Compare with Current View Page History

« Previous Version 47 Next »

Important:  Most software will only consume 1 CPU core - e.g., requesting 8 CPU cores for a PAUP job blocks other people using the unused 7 CPU cores.  Most HPC users will have scripts similar to Example 1 below.

Example 1:

The following PBS script requests 1 CPU core, 2GB of memory, and 24 hours of walltime for the running of "paup -n input.nex".

#!/bin/bash
#PBS -j oe
#PBS -m ae
#PBS -N JobName1
#PBS -l pmem=2gb
#PBS -l nodes=1:ppn=1
#PBS -l walltime=24:00:00
#PBS -M your.name@jcu.edu.au

cd $PBS_O_WORKDIR
shopt -s expand_aliases
source /etc/profile.d/modules.sh
echo "Job identifier is $PBS_JOBID"
echo "Working directory is $PBS_O_WORKDIR"

module load paup
paup -n input.nex

If the file containing the above content has a name of JobName1.pbs, you simply execute qsub JobName1.pbs to place it into the queueing system.

Example 3:

The following PBS script requests 16 CPU cores, 64GB of memory, and 2 days of walltime for running of an MPI job.

#!/bin/bash
#PBS -j oe
#PBS -m ae
#PBS -N JobName3
#PBS -l pmem=2gb
#PBS -l nodes=1:ppn=20
#PBS -l walltime=240:00:00
#PBS -M your.name@my.jcu.edu.au


cd $PBS_O_WORKDIR
shopt -s expand_aliases
source /etc/profile.d/modules.sh
echo "Job identifier is $PBS_JOBID"
echo "Working directory is $PBS_O_WORKDIR"

module load openmpi
module load migrate
mpirun -np 20 -machinefile $PBS_NODEFILE migrate-n-mpi ...

If the file containing the above content has a name of JobName3.pbs, you simply execute qsub JobName3.pbs to place it into the queueing system.

Example 2:

The following PBS script requests 8 CPU cores, 24GB of memory, and 3 hours of walltime for running of 8 MATLAB jobs in parallel.

#!/bin/bash
#PBS -j oe
#PBS -m ae
#PBS -N JobName2
#PBS -l pmem=3gb
#PBS -l nodes=1:ppn=8
#PBS -l walltime=3:00:00
#PBS -M your.name@jcu.edu.au

cd $PBS_O_WORKDIR
shopt -s expand_aliases
source /etc/profile.d/modules.sh
echo "Job identifier is $PBS_JOBID"
echo "Working directory is $PBS_O_WORKDIR"

module load matlab
matlab -r myjob1 &
matlab -r myjob2 &
matlab -r myjob3 &
matlab -r myjob4 &
matlab -r myjob5 &
matlab -r myjob6 &
matlab -r myjob7 &
matlab -r myjob8 &
wait    # Wait for background jobs to finish.

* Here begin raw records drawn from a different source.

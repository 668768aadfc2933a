// Bare-metal demo: runs the classic "snake" 6502 program with no PPU and
// no cartridge at all, exercising the CPU core through `Bus::new_demo`
// directly against RAM plus the random-byte, keyboard-latch, and raw
// framebuffer devices it expects at $00FE/$00FF/$0200-$05FF.
//
// The program binary (32 KiB, $8000-$FFFF, RESET/IRQ/NMI vectors included
// at the end) is loaded as-is with no iNES header to parse.

use nes_rs::bus::Bus;
use nes_rs::cpu::Cpu;
use std::env;
use std::fs;

const PRG_LOAD_ADDR: u16 = 0x8000;
const SCRATCH_BASE: u16 = 0x4020;

fn print_display(frame: &[u8]) {
    for row in frame.chunks(32) {
        let line: String = row
            .iter()
            .map(|&b| if b == 0 { '.' } else { '#' })
            .collect();
        println!("{line}");
    }
}

fn main() -> Result<(), Box<dyn std::error::Error>> {
    let Some(bin_path) = env::args().nth(1) else {
        eprintln!("usage: snake_demo <path-to-snake.bin> [key] [cycles]");
        eprintln!();
        eprintln!("  key     optional ascii key to publish on the input latch (default: none)");
        eprintln!("  cycles  how many CPU cycles to run (default: 100000)");
        std::process::exit(1);
    };
    let key = env::args().nth(2).and_then(|s| s.bytes().next());
    let cycles: u64 = env::args()
        .nth(3)
        .and_then(|s| s.parse().ok())
        .unwrap_or(100_000);

    let program = fs::read(&bin_path)?;
    println!("loaded {} bytes from {bin_path}", program.len());

    let mut bus = Bus::new_demo();
    bus.load_scratch(&program, PRG_LOAD_ADDR - SCRATCH_BASE);
    if let Some(key) = key {
        bus.input().set_key(key);
        println!("publishing key '{}' on the input latch", key as char);
    }

    let mut cpu = Cpu::new();
    while cpu.cycles < cycles {
        cpu.tick(&mut bus)?;
    }

    println!("ran {} cycles, PC=${:04X}", cpu.cycles, cpu.pc);
    println!();
    println!("framebuffer ($0200-$05FF):");
    let display = bus.display().expect("new_demo always wires a display");
    print_display(display.borrow().frame());

    Ok(())
}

If the file containing the above content has a name of JobName2.pbs, you simply execute qsub JobName2.pbs to place it into the queueing system.

Example 4:

The following PBS script requests uses job arrays. If you aren't proficient with bash scripting, using job arrays could be painful. The example below has each sub-job requesting 1 CPU core, 1 GB of memory, and 20 minutes of walltime.

#!/bin/bash
#PBS -j oe
#PBS -m ae
#PBS -N ArrayJob
#PBS -l pmem=1gb
#PBS -l nodes=1:ppn=1
#PBS -l walltime=20:00
#PBS -M your.name@my.jcu.edu.au

cd $PBS_O_WORKDIR
shopt -s expand_aliases
source /etc/profile.d/modules.sh

module load matlab
matlab -r myjob$PBS_ARRAYID

If the file containing the above content has a name of ArrayJob.pbs and you will be running 32 sub-jobs, you simply use qsub -t 1-32 ArrayJob.pbs to place it into the queueing system.

Example 1:


    The filenames, paths, email addresses, and some values below are things you will probably need to change. In some cases, values/names have been used to demonstrate possibilities that you could employ (in a slightly different way). Apart from the -l options, no option should appear on multiple lines.

    Directive(s)

    Description of purpose

    #PBS -d /fast/jc000000

    Defines the working directory path to be used for the job.

    #PBS -j oe
    #PBS -o /tmp/output.$PBS_O_JOBID

    Merge standard output and standard error streams into the named file.

    #PBS -l pmem=4gb
    #PBS -l nodes=1:ppn=2
    #PBS -l walltime=24:00:00

    Request that 4GB of memory per CPU core be reserved for the batch job.
    Request that 2 CPU cores on 1 host be reserved for the batch job.
    Advise the scheduler that this job will have completed within 24 hours.

    #PBS -l nodes=2 -I -X

    Request 2 CPU cores that can be used for interactive job(s).
    Note: Our 2 login nodes each provide 18 CPU cores and 64GB of memory for running interactive jobs (without qsub).

    #PBS -m ae
    #PBS -M john.doe@jcu.edu.au
    #PBS -M joe.blogg@my.jcu.edu.au

    Send mail at batch job abort/exit to the Email address provided.

    #PBS -N job_name

    Assign a name (job_name) to the batch job

    #PBS -V

    Export environment variables to the batch job

    While defaults exist for many options, HPC staff ask researchers to specify CPU core, memory, and walltime requirements as accurately as possible.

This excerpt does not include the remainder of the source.